Records contained in a dataset:
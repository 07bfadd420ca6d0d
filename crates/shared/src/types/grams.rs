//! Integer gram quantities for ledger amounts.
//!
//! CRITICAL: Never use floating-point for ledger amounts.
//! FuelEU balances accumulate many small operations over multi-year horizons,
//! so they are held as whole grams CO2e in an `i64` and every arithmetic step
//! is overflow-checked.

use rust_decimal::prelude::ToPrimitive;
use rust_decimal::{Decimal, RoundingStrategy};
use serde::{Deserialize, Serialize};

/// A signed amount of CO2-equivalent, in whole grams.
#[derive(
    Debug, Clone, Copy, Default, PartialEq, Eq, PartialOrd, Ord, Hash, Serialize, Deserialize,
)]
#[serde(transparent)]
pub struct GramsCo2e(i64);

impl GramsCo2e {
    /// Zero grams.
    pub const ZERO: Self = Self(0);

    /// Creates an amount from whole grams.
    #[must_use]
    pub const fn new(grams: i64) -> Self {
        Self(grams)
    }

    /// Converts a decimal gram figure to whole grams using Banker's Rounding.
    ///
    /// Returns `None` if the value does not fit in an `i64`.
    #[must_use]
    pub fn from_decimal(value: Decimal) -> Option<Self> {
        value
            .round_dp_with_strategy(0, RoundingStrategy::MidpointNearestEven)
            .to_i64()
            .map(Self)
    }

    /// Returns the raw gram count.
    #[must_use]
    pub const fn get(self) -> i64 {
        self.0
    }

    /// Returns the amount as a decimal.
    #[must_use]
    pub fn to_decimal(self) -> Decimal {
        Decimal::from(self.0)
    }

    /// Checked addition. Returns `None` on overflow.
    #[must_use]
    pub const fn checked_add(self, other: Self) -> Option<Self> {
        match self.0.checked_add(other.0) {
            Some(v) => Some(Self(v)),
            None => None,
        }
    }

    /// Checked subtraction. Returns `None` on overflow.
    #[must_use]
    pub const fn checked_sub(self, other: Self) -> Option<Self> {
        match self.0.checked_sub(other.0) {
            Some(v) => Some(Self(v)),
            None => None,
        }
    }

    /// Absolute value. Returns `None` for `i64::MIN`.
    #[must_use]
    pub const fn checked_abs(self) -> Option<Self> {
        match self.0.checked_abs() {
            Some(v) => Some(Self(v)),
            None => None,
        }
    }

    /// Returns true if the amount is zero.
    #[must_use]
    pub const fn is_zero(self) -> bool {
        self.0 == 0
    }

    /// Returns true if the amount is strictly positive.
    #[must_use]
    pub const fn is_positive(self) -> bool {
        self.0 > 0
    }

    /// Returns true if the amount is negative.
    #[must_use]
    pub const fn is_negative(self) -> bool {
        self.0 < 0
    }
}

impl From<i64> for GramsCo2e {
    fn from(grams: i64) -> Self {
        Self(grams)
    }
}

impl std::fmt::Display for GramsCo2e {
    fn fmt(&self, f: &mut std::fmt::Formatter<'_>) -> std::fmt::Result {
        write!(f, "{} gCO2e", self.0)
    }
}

▶ _INSTRUCTIONS TO FOLLOW_: Please report every line in the entries above that holds the string "Option".

▶ _WRITTEN REPLY_:
    pub fn from_decimal(value: Decimal) -> Option<Self> {
    pub const fn checked_add(self, other: Self) -> Option<Self> {
    pub const fn checked_sub(self, other: Self) -> Option<Self> {
    pub const fn checked_abs(self) -> Option<Self> {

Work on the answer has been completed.